In summary of the claims of the Champions Workshop and the Drive Islands

  1. The Champions Workshop fulfilled its obligations under the lease agreement in full and on time, from the signing of the agreement, until the events that are the subject of the lawsuit. Meitar's attempts to claim that the Champions' Workshop violated the agreement and systematically paid the rent late were refuted, and there is no basis for her claims, including the agreed compensation.
  2. Meitar sought to create a negative image of the Champions Workshop, according to which the real reason for the evacuation of the property was not due to the coronavirus crisis, but rather to the allegedly systematic conduct of the Champions Workshop, which was late in paying the rent, and supposedly dragged Meitar into expenses regarding an alternative tenant. This is as a result of financial difficulties.
  3. In light of the COVID-19 crisis, on March 12, 2020, the World Health Organization declared COVID-19 a "global pandemic." Emergency regulations were published, which restricted the public. In light of the above, all the employees of the Champions' Workshop were placed on unpaid leave.  The garage that was in the leased and the sales agency in it ceased to operate completely.  Therefore, the deal of the Champions' Workshop ceased to function, the revenues dropped to zero, and it was clear that it was not possible to continue paying the rent.  This is an unforeseen circumstance.
  4. One would have expected Meitar to show consideration for the Champions' Workshop.
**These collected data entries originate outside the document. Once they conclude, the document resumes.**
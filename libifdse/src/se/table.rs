// libifdse-rs/libifdse/src/se/table.rs

//! Unit-number bookkeeping for the host shim.
//!
//! The host addresses readers by unit number. The table owns the sessions;
//! it is plain state the embedding shim holds wherever it likes, the core
//! keeps no globals.

use std::collections::HashMap;

use crate::se::{self, SeDevice, MAX_SE_DEVICES};
use crate::{Error, Result};

/// Mapping from unit number to an owned device session, bounded by
/// [`MAX_SE_DEVICES`].
#[derive(Default)]
pub struct ReaderTable {
    devices: HashMap<u32, Box<dyn SeDevice>>,
}

impl ReaderTable {
    pub fn new() -> Self {
        Self::default()
    }

    /// Open the device described by `config` and register it under `unit`.
    pub fn open(&mut self, unit: u32, config: &str) -> Result<&mut Box<dyn SeDevice>> {
        let dev = se::open(config)?;
        self.insert(unit, dev)
    }

    /// Register an already-open device under `unit`.
    pub fn insert(&mut self, unit: u32, dev: Box<dyn SeDevice>) -> Result<&mut Box<dyn SeDevice>> {
        if self.devices.contains_key(&unit) {
            return Err(Error::Config(format!("unit {:#x} already open", unit)));
        }
        if self.devices.len() >= MAX_SE_DEVICES {
            return Err(Error::NoFreeSlot);
        }

        Ok(self.devices.entry(unit).or_insert(dev))
    }

    pub fn exists(&self, unit: u32) -> bool {
        self.devices.contains_key(&unit)
    }

    pub fn get_mut(&mut self, unit: u32) -> Option<&mut (dyn SeDevice + '_)> {
        match self.devices.get_mut(&unit) {
            Some(dev) => Some(&mut **dev),
            None => None,
        }
    }

    /// Drop the session registered under `unit`, closing its handles.
    pub fn close(&mut self, unit: u32) {
        self.devices.remove(&unit);
    }

    pub fn len(&self) -> usize {
        self.devices.len()
    }

    pub fn is_empty(&self) -> bool {
        self.devices.is_empty()
    }
}
#[path = "../common/mod.rs"]
mod common;

use std::cell::RefCell;
use std::rc::Rc;

use common::fixtures::{SharedBus, SharedLine};
use libifdse::transport::{MockBus, MockLine};
use libifdse::{Error, Kerkey, SeDevice};

const SAMPLE_ATR: [u8; 5] = [0x3B, 0x01, 0x02, 0x03, 0x04];

/// Script the open sequence: ATR fetch followed by the timeout query
/// (10000 ms), then any extra bytes.
fn open_kerkey(extra: &[Vec<u8>]) -> (Kerkey, Rc<RefCell<MockBus>>, Rc<RefCell<MockLine>>) {
    let bus = Rc::new(RefCell::new(MockBus::new()));
    {
        let mut b = bus.borrow_mut();
        b.push_bytes(&[0x00, SAMPLE_ATR.len() as u8]);
        b.push_bytes(&SAMPLE_ATR);
        b.push_bytes(&[0x00, 0x02]);
        b.push_bytes(&[0x27, 0x10]);
        for bytes in extra {
            b.push_bytes(bytes);
        }
    }
    let line = Rc::new(RefCell::new(MockLine::new()));

    let dev = Kerkey::with_transport(
        Box::new(SharedBus(bus.clone())),
        Some(Box::new(SharedLine(line.clone()))),
    )
    .expect("kerkey open");

    (dev, bus, line)
}

#[test]
fn open_power_cycles_and_reads_atr_and_timeout() {
    let (dev, bus, line) = open_kerkey(&[]);

    assert_eq!(line.borrow().transitions, vec![false, true]);
    // CMD_ATR then CMD_TIMEOUT
    assert_eq!(bus.borrow().written, vec![vec![0x76], vec![0x75]]);

    let mut out = [0u8; 33];
    let len = dev.atr(&mut out).unwrap();
    assert_eq!(&out[..len], &SAMPLE_ATR);
}

#[test]
fn atr_rejects_short_buffer() {
    let (dev, _bus, _line) = open_kerkey(&[]);

    let mut out = [0u8; 3];
    assert!(matches!(
        dev.atr(&mut out),
        Err(Error::BufferTooSmall {
            needed: 5,
            capacity: 3
        })
    ));
}

#[test]
fn transmit_single_frame() {
    let (mut dev, bus, _line) = open_kerkey(&[vec![0x00, 0x02], vec![0x90, 0x00]]);
    bus.borrow_mut().written.clear();

    let mut rx = [0u8; 8];
    let n = dev.transmit(&[0x00, 0xA4, 0x04, 0x00], &mut rx).unwrap();

    assert_eq!(&rx[..n], &[0x90, 0x00]);
    assert_eq!(bus.borrow().written, vec![vec![0x00, 0xA4, 0x04, 0x00]]);
}

#[test]
fn transmit_polls_through_wtx_headers() {
    let script = [
        vec![0x00, 0x00], // WTX: nothing yet
        vec![0x00, 0x00],
        vec![0x00, 0x02],
        vec![0x90, 0x00],
    ];
    let (mut dev, _bus, _line) = open_kerkey(&script);

    let mut rx = [0u8; 8];
    let n = dev.transmit(&[0x80, 0xCA, 0x00, 0xFE], &mut rx).unwrap();
    assert_eq!(&rx[..n], &[0x90, 0x00]);
}

#[test]
fn transmit_reassembles_chained_response() {
    let script = [
        vec![0x80, 0x03], // chained part
        vec![0x01, 0x02, 0x03],
        vec![0x00, 0x02], // final part
        vec![0x90, 0x00],
    ];
    let (mut dev, _bus, _line) = open_kerkey(&script);

    let mut rx = [0u8; 16];
    let n = dev.transmit(&[0x00, 0xB0, 0x00, 0x00], &mut rx).unwrap();
    assert_eq!(&rx[..n], &[0x01, 0x02, 0x03, 0x90, 0x00]);
}

#[test]
fn transmit_sends_remainder_on_continuation_request() {
    let tx: Vec<u8> = (0..300).map(|i| i as u8).collect();
    let script = [
        vec![0x80, 0x00], // send the rest
        vec![0x00, 0x02],
        vec![0x90, 0x00],
    ];
    let (mut dev, bus, _line) = open_kerkey(&script);
    bus.borrow_mut().written.clear();

    let mut rx = [0u8; 8];
    let n = dev.transmit(&tx, &mut rx).unwrap();
    assert_eq!(&rx[..n], &[0x90, 0x00]);

    let written = &bus.borrow().written;
    assert_eq!(written.len(), 2);
    assert_eq!(written[0].len(), 254);
    assert_eq!(&written[0][..], &tx[..254]);
    assert_eq!(&written[1][..], &tx[254..]);
}

#[test]
fn unsolicited_continuation_request_is_an_error() {
    let script = [vec![0x80, 0x00]];
    let (mut dev, _bus, _line) = open_kerkey(&script);

    let mut rx = [0u8; 8];
    let err = dev.transmit(&[0x00, 0xA4, 0x04, 0x00], &mut rx).unwrap_err();
    assert!(matches!(err, Error::Protocol(_)));
}

#[test]
fn length_field_only_uses_the_low_byte() {
    // A stray bit in the high length byte must not inflate the length:
    // ((0x01 << 8) | 0x05) & 0x00ff == 5, and 0x01 has no chain bit.
    let script = [vec![0x01, 0x05], vec![0x0A, 0x0B, 0x0C, 0x0D, 0x0E]];
    let (mut dev, _bus, _line) = open_kerkey(&script);

    let mut rx = [0u8; 16];
    let n = dev.transmit(&[0x00, 0xB0, 0x00, 0x00], &mut rx).unwrap();
    assert_eq!(&rx[..n], &[0x0A, 0x0B, 0x0C, 0x0D, 0x0E]);
}

#[test]
fn short_receive_buffer_truncates_without_error() {
    let script = [vec![0x00, 0x04], vec![0x01, 0x02, 0x90, 0x00]];
    let (mut dev, _bus, _line) = open_kerkey(&script);

    let mut rx = [0u8; 2];
    let n = dev.transmit(&[0x00, 0xB0, 0x00, 0x00], &mut rx).unwrap();
    assert_eq!(n, 2);
    assert_eq!(rx, [0x01, 0x02]);
}

#[test]
fn empty_apdu_is_rejected() {
    let (mut dev, _bus, _line) = open_kerkey(&[]);

    let mut rx = [0u8; 8];
    assert!(matches!(
        dev.transmit(&[], &mut rx),
        Err(Error::InvalidLength { .. })
    ));
}
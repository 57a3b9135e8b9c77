// libifdse-rs/libifdse/src/transport/traits.rs

use std::thread;
use std::time::Duration;

use crate::{Error, Result};

/// Byte-oriented access to one I2C slave. Implementations report a busy
/// slave as [`Error::Nack`] so the retry wrappers can poll; everything else
/// is a hard transport error. Handles are released on drop.
pub trait I2cBus {
    /// Read exactly `buf.len()` bytes from the slave.
    fn read(&mut self, buf: &mut [u8]) -> Result<()>;

    /// Write all of `buf` to the slave.
    fn write(&mut self, buf: &[u8]) -> Result<()>;
}

/// One output line wired to the SE's power/reset input. Active-low
/// inversion is hidden inside the implementation: `enable` always means
/// "power the device".
pub trait ResetLine {
    fn enable(&mut self) -> Result<()>;

    fn disable(&mut self) -> Result<()>;
}

/// Repeat `bus.read` while the slave NACKs, sleeping `poll_time` between
/// attempts. Exhausting the budget is a timeout; any other error aborts
/// immediately.
pub fn read_with_retry(
    bus: &mut dyn I2cBus,
    buf: &mut [u8],
    attempts: usize,
    poll_time: Duration,
) -> Result<()> {
    for _ in 0..attempts {
        match bus.read(buf) {
            Err(Error::Nack) => thread::sleep(poll_time),
            other => return other,
        }
    }

    Err(Error::Timeout)
}

/// Write counterpart of [`read_with_retry`].
pub fn write_with_retry(
    bus: &mut dyn I2cBus,
    buf: &[u8],
    attempts: usize,
    poll_time: Duration,
) -> Result<()> {
    for _ in 0..attempts {
        match bus.write(buf) {
            Err(Error::Nack) => thread::sleep(poll_time),
            other => return other,
        }
    }

    Err(Error::Timeout)
}
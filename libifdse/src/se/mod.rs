// libifdse-rs/libifdse/src/se/mod.rs

//! Secure element device facades.
//!
//! Every supported device implements [`SeDevice`], the operation set a
//! PC/SC-style host drives a reader with. Since the SE is soldered down,
//! there is no card presence to track: the "card" is always inserted.

pub mod kerkey;
pub mod se05x;
pub mod table;

pub use kerkey::Kerkey;
pub use se05x::Se05x;
pub use table::ReaderTable;

use crate::{Error, Result};

/// Maximum number of reader units the driver manages at once.
pub const MAX_SE_DEVICES: usize = 16;

/// Uniform secure element session interface. Drop closes the underlying
/// transport handles.
pub trait SeDevice {
    /// Write the (conforming) ATR into `out` and return its length.
    fn atr(&self, out: &mut [u8]) -> Result<usize>;

    /// Power the device, directly via the reset line or with a chip reset
    /// when none is wired.
    fn power_up(&mut self) -> Result<()>;

    /// Drop power, if a reset line is wired.
    fn power_down(&mut self) -> Result<()>;

    /// Reset the device without a power cycle and refresh the cached ATR.
    fn warm_reset(&mut self) -> Result<()>;

    /// Exchange one APDU: send `tx`, reassemble the response into `rx` and
    /// return the number of bytes received. A response longer than `rx` is
    /// truncated, not an error.
    fn transmit(&mut self, tx: &[u8], rx: &mut [u8]) -> Result<usize>;
}

/// Open a device from a provider-qualified config string:
/// `"se:<provider>@<device-config>"` with providers `se05x` and `kerkey`.
pub fn open(config: &str) -> Result<Box<dyn SeDevice>> {
    let rest = config
        .strip_prefix("se:")
        .ok_or_else(|| Error::Config(format!("invalid config: '{}'", config)))?;

    let (provider, args) = rest
        .split_once('@')
        .ok_or_else(|| Error::Config(format!("missing device arguments in '{}'", config)))?;

    match provider {
        "se05x" => Ok(Box::new(Se05x::open(args)?)),
        "kerkey" => Ok(Box::new(Kerkey::open(args)?)),
        other => Err(Error::Config(format!("unknown SE provider: '{}'", other))),
    }
}

/// Capability values reported to the host middleware.
#[derive(Debug, Clone, Copy, PartialEq, Eq)]
pub struct Capabilities {
    /// Units the driver can serve simultaneously.
    pub simultaneous_access: u8,
    /// The driver serializes everything; hosts must not call in parallel.
    pub thread_safe: bool,
    /// Slots per unit; the SE is soldered down, so exactly one.
    pub slots: u8,
    pub slot_thread_safe: bool,
}

/// The capability answers for this driver.
pub fn capabilities() -> Capabilities {
    Capabilities {
        simultaneous_access: MAX_SE_DEVICES as u8,
        thread_safe: false,
        slots: 1,
        slot_thread_safe: false,
    }
}
// libifdse-rs/libifdse/src/se/kerkey.rs

//! Session facade for the Kerkey secure element.
//!
//! The Kerkey speaks a much simpler framing than the SE05x: every response
//! starts with a two-byte header carrying a chain bit and a length, with a
//! zero-length unchained header acting as a waiting-time extension.

use std::thread;
use std::time::Duration;

use log::{debug, warn};

use crate::config::DeviceConfig;
use crate::se::SeDevice;
use crate::transport::{self, read_with_retry, write_with_retry, I2cBus, ResetLine};
use crate::utils::bytes_to_hex;
use crate::{Error, Result};

/// Ask the device for its command timeout.
const CMD_TIMEOUT: u8 = 0x75;
/// Trigger a warm reset and read the ATR.
const CMD_ATR: u8 = 0x76;

/// Maximum payload per I2C frame.
const FRAME_MAX: usize = 254;

/// Sleep between NACK retries.
const POLL_TIME: Duration = Duration::from_micros(1000);
/// Power cycling and warm resets take a while on this device.
const SETTLE_TIME: Duration = Duration::from_millis(200);
/// Wait before polling again after a waiting-time extension.
const WTX_POLL: Duration = Duration::from_millis(1);

/// Retry budget before the device has told us its real timeout.
const INITIAL_RETRIES: usize = 10_000;

/// One Kerkey session.
pub struct Kerkey {
    bus: Box<dyn I2cBus>,
    reset_line: Option<Box<dyn ResetLine>>,
    atr: Vec<u8>,
    retries: usize,
}

impl Kerkey {
    /// Open a session from a reader config string
    /// (`"i2c:<spec>[@gpio:<spec>]"`) and run the power-up sequence.
    pub fn open(config: &str) -> Result<Self> {
        debug!("opening kerkey with config '{}'", config);

        let cfg = DeviceConfig::parse(config)?;
        let bus = transport::open_i2c(&cfg.i2c)?;
        let reset_line = match &cfg.gpio {
            Some(gpio) => Some(transport::open_gpio(gpio)?),
            None => None,
        };

        Self::with_transport(bus, reset_line)
    }

    /// Build a session on an already-open bus (and optional reset line)
    /// and run the power-up sequence. Also the test entry point.
    pub fn with_transport(
        bus: Box<dyn I2cBus>,
        reset_line: Option<Box<dyn ResetLine>>,
    ) -> Result<Self> {
        let mut dev = Self {
            bus,
            reset_line,
            atr: Vec::new(),
            retries: INITIAL_RETRIES,
        };

        dev.line_disable()?;
        thread::sleep(SETTLE_TIME);
        dev.line_enable()?;
        thread::sleep(SETTLE_TIME);

        dev.warm_reset()?;
        dev.read_device_timeout()?;

        Ok(dev)
    }

    fn line_enable(&mut self) -> Result<()> {
        match &mut self.reset_line {
            Some(line) => line.enable(),
            None => Ok(()),
        }
    }

    fn line_disable(&mut self) -> Result<()> {
        match &mut self.reset_line {
            Some(line) => line.disable(),
            None => Ok(()),
        }
    }

    fn write_retry(&mut self, buf: &[u8]) -> Result<()> {
        write_with_retry(self.bus.as_mut(), buf, self.retries, POLL_TIME)
    }

    fn read_retry(&mut self, buf: &mut [u8]) -> Result<()> {
        read_with_retry(self.bus.as_mut(), buf, self.retries, POLL_TIME)
    }

    /// Read a response header: chain flag plus payload length. Only the
    /// low byte of the 16-bit length field is significant on the wire.
    fn read_header(&mut self) -> Result<(bool, usize)> {
        let mut res = [0u8; 2];
        self.read_retry(&mut res)?;

        let chain = res[0] & 0x80 != 0;
        let rlen = (((u16::from(res[0]) << 8) | u16::from(res[1])) & 0x00FF) as usize;

        Ok((chain, rlen))
    }

    /// Query the device command timeout and adopt it as the retry budget.
    fn read_device_timeout(&mut self) -> Result<()> {
        self.write_retry(&[CMD_TIMEOUT])?;

        let (chain, rlen) = loop {
            let (chain, rlen) = self.read_header()?;
            if !chain && rlen == 0 {
                debug!("received WTX");
                thread::sleep(WTX_POLL);
                continue;
            }
            break (chain, rlen);
        };

        if chain || rlen != 2 {
            return Err(Error::Protocol("could not get device timeout".into()));
        }

        let mut res = [0u8; 2];
        self.read_retry(&mut res)?;
        self.retries = usize::from(u16::from_be_bytes(res));
        debug!("device timeout: {} ms", self.retries);

        Ok(())
    }
}

impl SeDevice for Kerkey {
    fn atr(&self, out: &mut [u8]) -> Result<usize> {
        if out.len() < self.atr.len() {
            return Err(Error::BufferTooSmall {
                needed: self.atr.len(),
                capacity: out.len(),
            });
        }
        out[..self.atr.len()].copy_from_slice(&self.atr);
        Ok(self.atr.len())
    }

    fn power_up(&mut self) -> Result<()> {
        self.line_enable()?;
        thread::sleep(SETTLE_TIME);
        Ok(())
    }

    fn power_down(&mut self) -> Result<()> {
        self.line_disable()
    }

    fn warm_reset(&mut self) -> Result<()> {
        self.write_retry(&[CMD_ATR])?;

        let (chain, rlen) = self.read_header()?;
        if chain || rlen == 0 {
            return Err(Error::Protocol("could not trigger warm reset".into()));
        }

        let mut atr = vec![0u8; rlen];
        self.read_retry(&mut atr)?;
        debug!("kerkey ATR: {}", bytes_to_hex(&atr));
        self.atr = atr;

        // CMD_ATR triggers a warm reset, which takes some time.
        thread::sleep(SETTLE_TIME);

        Ok(())
    }

    fn transmit(&mut self, tx: &[u8], rx: &mut [u8]) -> Result<usize> {
        if tx.is_empty() {
            return Err(Error::InvalidLength {
                expected: 1,
                actual: 0,
            });
        }

        let mut tx_off = 0;
        let mut rx_off = 0;

        'send: loop {
            let len = (tx.len() - tx_off).min(FRAME_MAX);
            self.write_retry(&tx[tx_off..tx_off + len])?;
            tx_off += len;

            loop {
                let (chain, rlen) = self.read_header()?;

                if !chain && rlen == 0 {
                    debug!("received WTX");
                    thread::sleep(WTX_POLL);
                    continue;
                }

                if chain && rlen == 0 {
                    if tx_off < tx.len() {
                        // Device wants the rest of the command.
                        continue 'send;
                    }
                    return Err(Error::Protocol("unexpected continuation request".into()));
                }

                let mut data = vec![0u8; rlen];
                self.read_retry(&mut data)?;

                let space = rx.len() - rx_off;
                let n = rlen.min(space);
                if n < rlen {
                    warn!(
                        "receive buffer too small ({} < {}), truncating",
                        rx.len(),
                        rx_off + rlen
                    );
                }
                rx[rx_off..rx_off + n].copy_from_slice(&data[..n]);
                rx_off += n;

                if !chain {
                    return Ok(rx_off);
                }
            }
        }
    }
}
#[path = "../common/mod.rs"]
mod common;

use common::fixtures::native_atr;
use libifdse::atr;
use libifdse::protocol::checksum::xor_sum;
use libifdse::Error;
use proptest::prelude::*;

#[test]
fn rewrite_literal_vector() {
    // Historical bytes "JCOP4 ATPO"
    let hb = [0x4A, 0x43, 0x4F, 0x50, 0x34, 0x20, 0x41, 0x54, 0x50, 0x4F];
    let mut out = [0u8; 32];
    let len = atr::rewrite(&native_atr(&hb), &mut out).unwrap();

    let expected = [
        0x3B, 0xFA, 0x96, 0x00, 0x00, 0x80, 0x11, 0xFE, // prologue, K=10
        0x4A, 0x43, 0x4F, 0x50, 0x34, 0x20, 0x41, 0x54, 0x50, 0x4F, // HB
        0x0B, // TCK
    ];
    assert_eq!(&out[..len], &expected);
}

#[test]
fn rewrite_fits_iso_limit() {
    // Even the longest allowed HB yields an ATR within 32 bytes.
    let hb = [0xA5u8; 15];
    let mut out = [0u8; 32];
    let len = atr::rewrite(&native_atr(&hb), &mut out).unwrap();
    assert_eq!(len, 24);
}

#[test]
fn rewrite_rejects_oversized_hb() {
    let hb = [0u8; 16];
    let mut out = [0u8; 32];
    assert!(matches!(
        atr::rewrite(&native_atr(&hb), &mut out),
        Err(Error::InvalidLength { .. })
    ));
}

proptest! {
    #[test]
    fn rewrite_shape_for_all_hb_lengths(hb in prop::collection::vec(any::<u8>(), 0..=15)) {
        let mut out = [0u8; 32];
        let len = atr::rewrite(&native_atr(&hb), &mut out).unwrap();

        prop_assert_eq!(len, 9 + hb.len());
        prop_assert_eq!(out[0], 0x3B);
        prop_assert_eq!(out[1], 0xF0 | hb.len() as u8);
        prop_assert_eq!(&out[8..8 + hb.len()], &hb[..]);
        prop_assert_eq!(out[len - 1], xor_sum(&out[1..len - 1]));
    }
}
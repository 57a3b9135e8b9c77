// libifdse-rs/libifdse/src/atr.rs

//! ATR rewriting for the SE05x.
//!
//! The SE05x's native answer-to-reset (UM11225) is longer than the 32
//! bytes ISO 7816-3 allows, so it cannot be handed to a PC/SC host as-is.
//! We synthesize a conforming ATR from a fixed prologue plus the real
//! historical bytes extracted from the native ATR.

use log::info;

use crate::constants::ATR_HB_MAX_LEN;
use crate::protocol::checksum::xor_sum;
use crate::utils::bytes_to_hex_spaced;
use crate::{Error, Result};

/// Fixed prologue of the synthesized ATR.
const ATR_PROLOGUE: [u8; 8] = [
    0x3B, // TS: direct convention
    0xF0, // T0: Y(1) = 1111, K patched in below
    0x96, // TA(1): Fi=512, Di=32
    0x00, // TB(1): VPP not connected
    0x00, // TC(1): no extra guard time
    0x80, // TD(1): T=0
    0x11, // TD(2): T=1
    0xFE, // TA(3): IFSC 254
];

/// Native ATR layout:
/// `PVER(1) VID(5) DLLP_LEN(1) DLLP PLID(1) PLP_LEN(1) PLP HB_LEN(1) HB`
fn byte_at(atr: &[u8], off: usize) -> Result<usize> {
    atr.get(off)
        .map(|&b| usize::from(b))
        .ok_or(Error::InvalidLength {
            expected: off + 1,
            actual: atr.len(),
        })
}

/// Rewrite the native ATR into a conforming one in `out`, returning the
/// number of bytes written (9 + number of historical bytes).
pub fn rewrite(native: &[u8], out: &mut [u8]) -> Result<usize> {
    info!("SE has a non-conforming ATR, rewriting");
    info!("native ATR: {}", bytes_to_hex_spaced(native));

    // Walk to the historical bytes.
    let mut off = 1 + 5; // PVER, VID
    off += 1 + byte_at(native, off)?; // DLLP_LEN, DLLP
    off += 1; // PLID
    off += 1 + byte_at(native, off)?; // PLP_LEN, PLP
    let hb_len = byte_at(native, off)?;
    off += 1; // HB_LEN

    // K is a nibble of T0
    if hb_len > ATR_HB_MAX_LEN {
        return Err(Error::InvalidLength {
            expected: ATR_HB_MAX_LEN,
            actual: hb_len,
        });
    }

    let hb = native.get(off..off + hb_len).ok_or(Error::InvalidLength {
        expected: off + hb_len,
        actual: native.len(),
    })?;

    let total = ATR_PROLOGUE.len() + hb_len + 1;
    if out.len() < total {
        return Err(Error::BufferTooSmall {
            needed: total,
            capacity: out.len(),
        });
    }

    out[..ATR_PROLOGUE.len()].copy_from_slice(&ATR_PROLOGUE);
    out[1] |= hb_len as u8; // patch K into T0
    out[ATR_PROLOGUE.len()..ATR_PROLOGUE.len() + hb_len].copy_from_slice(hb);
    out[total - 1] = xor_sum(&out[1..total - 1]); // TCK

    Ok(total)
}
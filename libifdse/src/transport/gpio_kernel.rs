// libifdse-rs/libifdse/src/transport/gpio_kernel.rs

#![cfg(feature = "hw")]

use gpio_cdev::{Chip, LineHandle, LineRequestFlags};
use log::debug;

use crate::transport::traits::ResetLine;
use crate::Result;

/// Consumer label shown in `gpioinfo` for the requested line.
const CONSUMER: &str = "libifdse";

/// Reset line on a GPIO character device (`/dev/gpiochip<N>`). The line is
/// requested as an output, with the active-low flag applied in the kernel
/// so `set_value(1)` always means "active".
pub struct KernelGpio {
    handle: LineHandle,
}

impl KernelGpio {
    pub fn open(chip_index: u32, line_offset: u32, active_low: bool) -> Result<Self> {
        let path = format!("/dev/gpiochip{}", chip_index);
        debug!(
            "requesting gpio line {}:{} (active_low: {})",
            path, line_offset, active_low
        );

        let mut chip = Chip::new(&path)?;
        let line = chip.get_line(line_offset)?;

        let mut flags = LineRequestFlags::OUTPUT;
        if active_low {
            flags |= LineRequestFlags::ACTIVE_LOW;
        }

        let handle = line.request(flags, 0, CONSUMER)?;
        Ok(Self { handle })
    }
}

impl ResetLine for KernelGpio {
    fn enable(&mut self) -> Result<()> {
        self.handle.set_value(1)?;
        Ok(())
    }

    fn disable(&mut self) -> Result<()> {
        self.handle.set_value(0)?;
        Ok(())
    }
}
However, Meitar showed an aggressive approach, and demanded that the rent be settled immediately.
  5. Moreover, Meitar refused to return the rent to the Champions' Workshop for the relative share of March 2020; demanded the full rent for April 2020, and warned that if the payments were not paid, it would submit the bank guarantee for forfeiture. Also, she requested that she be paid the agreed compensation.
  6. Meitar's claim, according to which the leased property was operated by the Champions' Workshop during the lockdown, has been proven to be false. It should be emphasized that Meitar did not show any consideration for the Champions Workshop, and did not propose any reduction in rent.  Moreover, no evidence was attached that rent was reduced in the case of another tenant.
  7. In light of Meitar's conduct, which did not show consideration and did not offer a reduction in rent, the Champions Workshop was forced to vacate the property due to the thwarting of the lease agreement.
  8. It should also be noted that Meitar acted to forfeit the bank guarantee, and did not allow the Champions' Workshop to vacate the air conditioners in the leased property at a value of ILS 85,118.
  9. Counterclaim - In the statement of claim, Meitar petitioned the component for rent in the sum of ILS 761,547, while at the time of the hearing of the evidence, it reduced this component to the sum of ILS 233,849, for a period of 7 months. And all this, without amending her statement of claim.  The Champions Workshop insists on its objection to the "amendment", as stated, since it is a different cause of action.
  10. On the merits, Meitar did not act to reduce the damage. Meitar did not take any step, as early as possible, in order to locate an alternative tenant, and it was not proven that such an attempt was made.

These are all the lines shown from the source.